A verdade é que forçamos demais esse entendimento. Insistimos em saber o que estamos sentindo como se isso, por si só, tivesse o poder de aliviar. E nessa busca esquecemos algo simples: o tempo. Lá dentro, na mente, as coisas parecem rápidas, encaixadas, quase prontas. Mas tentar transformar em palavras o que se sente é outra história. A agonia está justamente aí — não em sentir, mas na tentativa de traduzir.
E mesmo que fosse possível dizer com exatidão… resolveria? Ou nomear potencializaria o que deveria apenas passar?
As emoções vêm de lugares inesperados. Às vezes, um cheiro. Outras, um som, uma memória, ou apenas um desequilíbrio fisiológico qualquer. E no entanto, algumas sensações atravessamos automaticamente, sem questionar. Mas por que, com outras, insistimos tanto em entender?
O problema não está em não saber o que se sente. Está em perseguir essa resposta como se ela fosse obrigatória, como se o rótulo fosse a cura. Não há registros de pessoas que morreram por não saber o que sentiam. Mas há muitas que adoeceram tentando nomear o incômodo interno, como se o sofrimento fosse fruto da dúvida — e não da pressa de eliminá-la.
O que realmente machuca, às vezes, é o esforço.
Classificar sentimentos nem sempre ajuda. Pelo contrário: pode criar novos problemas. Quantos relacionamentos não acabaram em ruína porque ambos estavam convencidos de que sentiam algo… quando, na verdade, sentiam outra coisa? A urgência em nomear um sentimento pode levar a decisões erradas. Pode alimentar enganos. Como aquele que acredita amar, quando apenas está perdido. E, ao ser amado de verdade, sente-se vazio — porque o que esperava não era amor, mas qualquer outra coisa que não soube reconhecer.

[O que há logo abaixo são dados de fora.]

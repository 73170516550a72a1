// SPDX-License-Identifier: BUSL-1.1
// Copyright (c) 2026 Alfred Jean LLC

// Allow panic!/unwrap/expect in test code
#![cfg_attr(test, allow(clippy::panic))]
#![cfg_attr(test, allow(clippy::unwrap_used))]
#![cfg_attr(test, allow(clippy::expect_used))]

//! gn-notifier: User-facing notifications, including the fatal error path.
//!
//! Every process exit caused by a fatal error goes through
//! [`UserNotifier::show_error_with_code`]; grep for it to audit fatal call sites.

mod notifier;

pub use notifier::{notify_fatal_error, GuiNotifier, UserNotifier};
// SPDX-License-Identifier: BUSL-1.1
// Copyright (c) 2026 Alfred Jean LLC

// Allow panic!/unwrap/expect in test code
#![cfg_attr(test, allow(clippy::panic))]
#![cfg_attr(test, allow(clippy::unwrap_used))]
#![cfg_attr(test, allow(clippy::expect_used))]

//! gn-adapters: Dialog backends for the gn notifier

pub mod dialog;
pub mod env;

pub use dialog::{ConsoleDialogAdapter, DialogAdapter, DialogError, NativeDialogAdapter};

#[cfg(any(test, feature = "test-support"))]
pub use dialog::{DialogCall, FakeDialogAdapter};
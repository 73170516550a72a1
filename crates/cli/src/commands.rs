// SPDX-License-Identifier: BUSL-1.1
// Copyright (c) 2026 Alfred Jean LLC

use std::error::Error;

use anyhow::Context as _;
use clap::{Parser, Subcommand};
use gn_adapters::{ConsoleDialogAdapter, DialogAdapter, NativeDialogAdapter};
use gn_core::{write_trace, Catalog, CauseChain, DEFAULT_EXIT_CODE};
use gn_notifier::{GuiNotifier, UserNotifier};

use crate::env;

#[derive(Parser, Debug)]
#[command(name = "gn", version, about = "Show notification dialogs; `gn error` exits the process")]
pub struct Cli {
    #[command(subcommand)]
    pub command: Command,
}

#[derive(Subcommand, Debug, PartialEq, Eq)]
pub enum Command {
    /// Show a fatal error dialog, then exit with the given status
    Error {
        /// Dialog title (defaults to the localized "Error")
        #[arg(long)]
        title: Option<String>,
        /// Process exit status
        #[arg(long, default_value_t = DEFAULT_EXIT_CODE, allow_negative_numbers = true)]
        exit_code: i32,
        /// Cause message written as a trace to stderr; repeat for a chain, outermost first
        #[arg(long)]
        cause: Vec<String>,
        /// Dialog body, shown verbatim
        message: String,
    },
    /// Show a warning dialog and exit normally
    Warning {
        #[arg(long)]
        title: Option<String>,
        #[arg(long)]
        cause: Vec<String>,
        message: String,
    },
    /// Show an informational dialog and exit normally
    Message {
        #[arg(long)]
        title: Option<String>,
        message: String,
    },
}

pub type CliNotifier = GuiNotifier<Box<dyn DialogAdapter>, Catalog>;

/// Native dialogs with a console fallback, or the console alone when headless
fn build_notifier(headless: bool, catalog: Catalog) -> CliNotifier {
    if headless {
        let dialog: Box<dyn DialogAdapter> = Box::new(ConsoleDialogAdapter::new());
        GuiNotifier::new(dialog, catalog).without_fallback()
    } else {
        let dialog: Box<dyn DialogAdapter> = Box::new(NativeDialogAdapter::new());
        GuiNotifier::new(dialog, catalog)
    }
}

fn load_catalog() -> anyhow::Result<Catalog> {
    match env::catalog_path() {
        Some(path) => Catalog::load(&path)
            .with_context(|| format!("failed to load catalog from GN_CATALOG ({})", path.display())),
        None => Ok(Catalog::default()),
    }
}

/// Build the notifier from the environment. A bad catalog is reported
/// and replaced by untranslated labels.
pub fn notifier() -> CliNotifier {
    let catalog = load_catalog().unwrap_or_else(|e| {
        tracing::warn!(error = %e, "using untranslated labels");
        let cause: &(dyn Error + 'static) = e.as_ref();
        write_trace(&mut std::io::stderr(), cause);
        Catalog::default()
    });
    build_notifier(env::headless(), catalog)
}

fn as_cause(chain: &Option<CauseChain>) -> Option<&(dyn Error + 'static)> {
    chain.as_ref().map(|c| c as &(dyn Error + 'static))
}

pub fn run(cli: Cli) {
    let notifier = notifier();
    match cli.command {
        Command::Error { title, exit_code, cause, message } => {
            let cause = CauseChain::from_messages(cause);
            notifier.show_error_with_code(title.as_deref(), &message, as_cause(&cause), exit_code)
        }
        Command::Warning { title, cause, message } => {
            let cause = CauseChain::from_messages(cause);
            notifier.show_warning(title.as_deref(), &message, as_cause(&cause));
        }
        Command::Message { title, message } => {
            notifier.show_message(title.as_deref(), &message);
        }
    }
}

#[cfg(test)]
#[path = "commands_tests.rs"]
mod tests;
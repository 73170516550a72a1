// SPDX-License-Identifier: BUSL-1.1
// Copyright (c) 2026 Alfred Jean LLC

//! Environment variable access for the dialog adapters.

fn is_set(name: &str) -> bool {
    std::env::var_os(name).is_some_and(|v| !v.is_empty())
}

/// Whether a graphical session is reachable.
///
/// On Linux and the BSDs this needs `DISPLAY` (X11) or `WAYLAND_DISPLAY`.
/// Other platforms always have a window server.
pub fn has_display() -> bool {
    if cfg!(all(unix, not(target_os = "macos"))) {
        is_set("DISPLAY") || is_set("WAYLAND_DISPLAY")
    } else {
        true
    }
}

#[cfg(test)]
#[path = "env_tests.rs"]
pub(crate) mod tests;
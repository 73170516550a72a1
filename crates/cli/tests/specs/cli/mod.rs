// SPDX-License-Identifier: BUSL-1.1
// Copyright (c) 2026 Alfred Jean LLC

mod catalog;
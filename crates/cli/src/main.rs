// SPDX-License-Identifier: BUSL-1.1
// Copyright (c) 2026 Alfred Jean LLC

// Allow panic!/unwrap/expect in test code
#![cfg_attr(test, allow(clippy::panic))]
#![cfg_attr(test, allow(clippy::unwrap_used))]
#![cfg_attr(test, allow(clippy::expect_used))]

//! gn: show a notification dialog from the command line

mod commands;
mod env;
mod logging;

use clap::Parser;

fn main() {
    logging::init();
    let cli = commands::Cli::parse();
    commands::run(cli);
}
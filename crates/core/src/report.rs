// SPDX-License-Identifier: BUSL-1.1
// Copyright (c) 2026 Alfred Jean LLC

//! What a notification shows: severity, title and message body.

use std::fmt;

use crate::i18n::Localizer;

/// Exit status used by fatal notifications when the caller gives none
pub const DEFAULT_EXIT_CODE: i32 = 1;

/// Dialog style, and which default title a report falls back to
#[derive(Debug, Clone, Copy, PartialEq, Eq, Hash)]
pub enum Severity {
    Info,
    Warning,
    Error,
}

impl Severity {
    /// Localization key for the title shown when the caller supplies none.
    pub fn default_title_key(self) -> &'static str {
        match self {
            Severity::Info => "Message",
            Severity::Warning => "Warning",
            Severity::Error => "Error",
        }
    }
}

impl fmt::Display for Severity {
    fn fmt(&self, f: &mut fmt::Formatter<'_>) -> fmt::Result {
        let s = match self {
            Severity::Info => "info",
            Severity::Warning => "warning",
            Severity::Error => "error",
        };
        write!(f, "{s}")
    }
}

/// A single notification, consumed once by the notifier
#[derive(Debug, Clone, PartialEq, Eq)]
pub struct Report {
    pub severity: Severity,
    pub title: Option<String>,
    pub message: String,
}

impl Report {
    pub fn new(severity: Severity, title: Option<&str>, message: impl Into<String>) -> Self {
        Self { severity, title: title.map(str::to_string), message: message.into() }
    }

    pub fn error(title: Option<&str>, message: impl Into<String>) -> Self {
        Self::new(Severity::Error, title, message)
    }

    pub fn warning(title: Option<&str>, message: impl Into<String>) -> Self {
        Self::new(Severity::Warning, title, message)
    }

    pub fn info(title: Option<&str>, message: impl Into<String>) -> Self {
        Self::new(Severity::Info, title, message)
    }

    /// Title to display. Absent and empty titles both resolve to the
    /// localized default for the severity.
    pub fn resolved_title(&self, localizer: &impl Localizer) -> String {
        match self.title.as_deref() {
            Some(title) if !title.is_empty() => title.to_string(),
            _ => localizer.tr(self.severity.default_title_key()),
        }
    }
}

#[cfg(test)]
#[path = "report_tests.rs"]
mod tests;
//! Rota Algo - Route planning and field operations service for the Rota courier app
//!
//! This library provides the algorithmic core used by the Rota courier app:
//! nearest-neighbor route sequencing with traffic-aware travel metrics,
//! per-driver geofence monitoring with debounced entry/exit events, and
//! multi-pass pairing of scanned boxes with scanned invoices during manual
//! parcel sorting.

pub mod config;
pub mod core;
pub mod models;
pub mod routes;

// Re-export commonly used types
pub use crate::core::{distance_km, MonitorConfig, MonitorSession, Sequencer, SortMatcher};
pub use crate::models::{
    Coordinate, GeofenceEvent, MatchedPair, PlannedRoute, RouteMetrics, ScanItem, SortOutcome,
    Stop, Zone, ZoneGeometry,
};
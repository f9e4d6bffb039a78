use std::fmt::Write;

use crate::models::SortOutcome;

/// Render a completed sort session as plain text for manual handoff
///
/// One block per pair (tag, criteria, score, recipient, address), followed by
/// the unmatched boxes and invoices listed by identifier. Nothing is ever
/// silently dropped from the rendering.
pub fn render_sort_report(outcome: &SortOutcome) -> String {
    let mut out = String::new();

    let _ = writeln!(out, "SORT SESSION");
    let _ = writeln!(
        out,
        "{} paired | {} boxes left | {} invoices left",
        outcome.pairs.len(),
        outcome.unmatched_boxes.len(),
        outcome.unmatched_invoices.len()
    );

    for pair in &outcome.pairs {
        let _ = writeln!(out);
        let _ = writeln!(
            out,
            "[{}] score {} via {}",
            pair.visual_tag,
            pair.match_score,
            pair.matched_by.join("+")
        );
        let _ = writeln!(out, "  box {} / invoice {}", pair.box_item.id, pair.invoice.id);

        let fields = &pair.invoice.recognized_fields;
        if let Some(recipient) = fields.recipient.as_deref() {
            let _ = writeln!(out, "  recipient: {}", recipient);
        }
        if let Some(address) = fields.address.as_deref() {
            let _ = writeln!(out, "  address:   {}", address);
        }
    }

    if !outcome.unmatched_boxes.is_empty() {
        let _ = writeln!(out);
        let _ = writeln!(out, "Unmatched boxes:");
        for item in &outcome.unmatched_boxes {
            let _ = writeln!(out, "  - {}", item.id);
        }
    }

    if !outcome.unmatched_invoices.is_empty() {
        let _ = writeln!(out);
        let _ = writeln!(out, "Unmatched invoices:");
        for item in &outcome.unmatched_invoices {
            let _ = writeln!(out, "  - {}", item.id);
        }
    }

    out
}
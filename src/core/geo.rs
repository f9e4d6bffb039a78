use crate::models::{BoundingBox, Coordinate};

/// Earth's radius in kilometers
const EARTH_RADIUS_KM: f64 = 6371.0;

/// Kilometers per degree of latitude (and of longitude at the equator)
const KM_PER_DEGREE: f64 = 111.0;

/// Calculate the great-circle (haversine) distance between two coordinates
///
/// # Returns
/// Distance in kilometers; always >= 0, symmetric in its arguments, and zero
/// for identical coordinates.
#[inline]
pub fn distance_km(a: Coordinate, b: Coordinate) -> f64 {
    let lat_a_rad = a.lat.to_radians();
    let lat_b_rad = b.lat.to_radians();
    let delta_lat = (b.lat - a.lat).to_radians();
    let delta_lng = (b.lng - a.lng).to_radians();

    let h = (delta_lat / 2.0).sin().powi(2)
        + lat_a_rad.cos() * lat_b_rad.cos() * (delta_lng / 2.0).sin().powi(2);
    let c = 2.0 * h.sqrt().atan2((1.0 - h).sqrt());

    EARTH_RADIUS_KM * c
}

/// Check whether a point lies within a circular zone
///
/// A non-positive radius never contains anything.
#[inline]
pub fn point_in_circle(point: Coordinate, center: Coordinate, radius_km: f64) -> bool {
    radius_km > 0.0 && distance_km(point, center) <= radius_km
}

/// Even-odd ray-casting containment test
///
/// Casts a ray from the point toward +longitude and counts edge crossings.
/// Fewer than 3 vertices never contain anything. Points exactly on an edge
/// are inherently ambiguous under ray casting; callers should not rely on
/// exact-edge membership.
pub fn point_in_polygon(point: Coordinate, vertices: &[Coordinate]) -> bool {
    if vertices.len() < 3 {
        return false;
    }

    let mut inside = false;
    let mut j = vertices.len() - 1;
    for i in 0..vertices.len() {
        let vi = vertices[i];
        let vj = vertices[j];

        // Edge straddles the point's latitude; lat equality makes the
        // straddle test false, so the division below is never by zero
        if (vi.lat > point.lat) != (vj.lat > point.lat) {
            let crossing_lng = (vj.lng - vi.lng) * (point.lat - vi.lat) / (vj.lat - vi.lat) + vi.lng;
            if point.lng < crossing_lng {
                inside = !inside;
            }
        }
        j = i;
    }

    inside
}

/// Calculate a bounding box around a center point
///
/// Much faster than exact containment for pre-filtering.
/// 1° latitude ≈ 111km, 1° longitude ≈ 111km * cos(latitude)
pub fn bounding_box_around(center: Coordinate, radius_km: f64) -> BoundingBox {
    let lat_delta = radius_km / KM_PER_DEGREE;
    let lng_delta = radius_km / (KM_PER_DEGREE * center.lat.to_radians().cos().abs());

    BoundingBox {
        min_lat: center.lat - lat_delta,
        max_lat: center.lat + lat_delta,
        min_lng: center.lng - lng_delta,
        max_lng: center.lng + lng_delta,
    }
}

/// Calculate the bounding box enclosing a set of polygon vertices
///
/// An empty vertex list produces an inverted box that contains nothing.
pub fn bounding_box_of(vertices: &[Coordinate]) -> BoundingBox {
    let mut bbox = BoundingBox {
        min_lat: f64::INFINITY,
        max_lat: f64::NEG_INFINITY,
        min_lng: f64::INFINITY,
        max_lng: f64::NEG_INFINITY,
    };

    for vertex in vertices {
        bbox.min_lat = bbox.min_lat.min(vertex.lat);
        bbox.max_lat = bbox.max_lat.max(vertex.lat);
        bbox.min_lng = bbox.min_lng.min(vertex.lng);
        bbox.max_lng = bbox.max_lng.max(vertex.lng);
    }

    bbox
}

/// Check if a point is within a bounding box
#[inline]
pub fn is_within_bounding_box(point: Coordinate, bbox: &BoundingBox) -> bool {
    point.lat >= bbox.min_lat
        && point.lat <= bbox.max_lat
        && point.lng >= bbox.min_lng
        && point.lng <= bbox.max_lng
}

Talvez a maturidade emocional não esteja em saber o que se sente, mas em suportar não saber o tempo necessário para que as coisas sejam claras. Em permitir que o sentimento se manifeste sem a pressa de explicá-lo e nem cobrar do outro uma explicação.
Afinal, o fim de um sentimento não depende do nome que se dá a ele. Depende daquilo que o causa. E quantas coisas boas já não matamos pela pressa de defini-las?
Saber o que sente não é sinal de evolução. Muitas vezes, é só pressa.
E também é verdade que gente apressada faz merda.